Forfeiture and Reissue Mechanics

When a shareholder fails to pay calls, shares may be forfeited. The forfeiture entry:

  • Debit Share Capital (nominal value of shares forfeited)
  • Debit Share Premium originally credited (where applicable)
  • Debit Calls in Arrears for any unpaid calls
  • Credit the shareholder’s account (called-up amount received)
  • Credit Share Forfeiture with the gain (called-up amount actually paid by the ex-shareholder, exclusive of premium)

On reissue, the Forfeited Shares account is debited with the amount originally forfeited. If reissued at a price below what was paid in, the difference is debited to Share Forfeiture; any further loss is debited to Profit and Loss. Reissue at any price not exceeding the amount forfeited preserves the Forfeiture balance as a capital reserve.
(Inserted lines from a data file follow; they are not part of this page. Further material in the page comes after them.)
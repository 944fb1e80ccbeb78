//! Protected command: list the names that can never be terminated.

use herakles_proc_sampler::protected::protected_names;
use herakles_proc_sampler::OperatingSystem;

pub fn command_protected(os: OperatingSystem) -> anyhow::Result<()> {
    let names = protected_names(os);
    println!("🛡️  Protected processes on {}", os);
    println!("==============================");

    if names.is_empty() {
        println!("   (none: termination is unrestricted on this platform)");
        return Ok(());
    }

    for name in names {
        match name.strip_suffix('*') {
            Some(prefix) => println!("   {:<24} (any name starting with '{}')", name, prefix),
            None => println!("   {}", name),
        }
    }
    println!("\n{} entries, matched case-insensitively", names.len());
    Ok(())
}
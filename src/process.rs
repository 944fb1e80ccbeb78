//! Process and system data model.
//!
//! Raw [`ProcessSample`]s come out of a snapshot source, the sample cache turns
//! them into [`ProcessInfo`] records, and one [`Snapshot`] per cycle is handed
//! to consumers.

use chrono::{DateTime, Utc};
use serde::{Deserialize, Serialize};
use std::fmt;
use std::time::Instant;

use crate::protected::OperatingSystem;

/// Operating system process ID.
pub type Pid = u32;

/// A process instance: pid plus the creation token reported by the OS.
///
/// A pid that is reused after its process died carries a different
/// `start_time`, so the two instances never compare equal.
#[derive(Debug, Clone, Copy, PartialEq, Eq, Hash, PartialOrd, Ord, Serialize, Deserialize)]
pub struct ProcessIdentity {
    pub pid: Pid,
    pub start_time: u64,
}

/// Scheduling state of a process.
#[derive(Debug, Clone, Copy, PartialEq, Eq, Hash, Default, Serialize, Deserialize)]
#[serde(rename_all = "lowercase")]
pub enum ProcessStatus {
    Running,
    Sleeping,
    Stopped,
    Zombie,
    #[default]
    Unknown,
}

impl ProcessStatus {
    /// Maps the state letter of `/proc/<pid>/stat`.
    pub fn from_state_char(state: char) -> Self {
        match state {
            'R' => Self::Running,
            'S' | 'D' | 'I' | 'W' | 'P' => Self::Sleeping,
            'T' | 't' => Self::Stopped,
            'Z' | 'X' | 'x' => Self::Zombie,
            _ => Self::Unknown,
        }
    }

    pub fn as_str(&self) -> &'static str {
        match self {
            Self::Running => "running",
            Self::Sleeping => "sleeping",
            Self::Stopped => "stopped",
            Self::Zombie => "zombie",
            Self::Unknown => "unknown",
        }
    }
}

impl fmt::Display for ProcessStatus {
    fn fmt(&self, f: &mut fmt::Formatter<'_>) -> fmt::Result {
        f.write_str(self.as_str())
    }
}

/// One raw reading of a process, as returned by a snapshot source.
#[derive(Debug, Clone)]
pub struct ProcessSample {
    pub pid: Pid,
    /// Opaque creation token, see [`ProcessIdentity`].
    pub start_time: u64,
    pub name: String,
    /// Total CPU seconds (user + system) since the process started.
    pub cpu_time_seconds: f64,
    /// Resident set size in bytes.
    pub memory_bytes: u64,
    pub status: ProcessStatus,
    pub user: String,
    pub cmdline: String,
    /// Instant at which this particular process was read.
    pub sampled_at: Instant,
}

impl ProcessSample {
    pub fn identity(&self) -> ProcessIdentity {
        ProcessIdentity {
            pid: self.pid,
            start_time: self.start_time,
        }
    }
}

/// Published per-process record.
#[derive(Debug, Clone, PartialEq, Serialize, Deserialize)]
pub struct ProcessInfo {
    pub pid: Pid,
    pub name: String,
    /// CPU usage over the last measured interval, `0..=100 * cores`.
    pub cpu_percent: f64,
    pub memory_bytes: u64,
    pub status: ProcessStatus,
    pub user: String,
}

/// System-wide figures for one sampling cycle.
#[derive(Debug, Clone, PartialEq, Serialize, Deserialize)]
pub struct SystemStats {
    pub cpu_percent: f64,
    pub ram_percent: f64,
    pub process_count: usize,
    pub timestamp: DateTime<Utc>,
}

impl SystemStats {
    pub fn new(cpu_percent: f64, ram_percent: f64) -> Self {
        Self {
            cpu_percent,
            ram_percent,
            process_count: 0,
            timestamp: Utc::now(),
        }
    }
}

/// Everything published for one cycle: shared stats plus the ranked list.
#[derive(Debug, Clone, PartialEq, Serialize, Deserialize)]
pub struct Snapshot {
    pub cycle: u64,
    pub stats: SystemStats,
    pub processes: Vec<ProcessInfo>,
}

impl Snapshot {
    pub fn find(&self, pid: Pid) -> Option<&ProcessInfo> {
        self.processes.iter().find(|p| p.pid == pid)
    }

    pub fn pids(&self) -> Vec<Pid> {
        self.processes.iter().map(|p| p.pid).collect()
    }
}

/// Static host information.
#[derive(Debug, Clone, PartialEq, Serialize, Deserialize)]
pub struct SystemInfo {
    pub os: OperatingSystem,
    pub os_version: String,
    /// `None` when the platform does not expose physical cores.
    pub cpu_physical: Option<usize>,
    pub cpu_logical: usize,
    pub ram_total: u64,
    pub ram_available: u64,
    pub boot_time: Option<DateTime<Utc>>,
}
Interest on Calls in Arrears

Candidates frequently skip the interest adjustment. Interest is computed as Arrears × Rate × (Months overdue / 12) and posted to Profit and Loss (Interest Receivable); the matching debit reduces Calls in Arrears so that the Share Capital ledger reflects only principal due.

Connections Across the WASSCE Syllabus

Issue of shares feeds directly into Issue of Debentures, Final Accounts of Limited Liability Companies, and Ratio Analysis (gearing). A correct appreciation of premium, forfeited balances and reserves determines whether your company accounts balance and your gearing ratios are accurate.

Common Pitfalls Worth Memorising

  • Posting the whole premium to Share Capital on reissue instead of debiting only the loss.
  • Debiting Bank in forfeiture (Bank never moves at forfeiture — no cash changes hands).
  • Misclassifying calls in advance as income for the year.

Practice Prompts

  1. A company issues 200,000 shares of GH¢1.00 nominal at GH¢1.25 payable as GH¢0.50 on application, GH¢0.50 on allotment and GH¢0.25 on first and final call. Applications total 280,000; pro-rata allotment is made. Prepare the Cash Book and the Share Capital and Share Premium accounts.
  2. Allotment money on 1,000 shares remained unpaid and the shares were forfeited after the first and final call. 600 shares were reissued at GH¢0.80 per share as fully paid. Show the Forfeited Shares account and the reissue journal.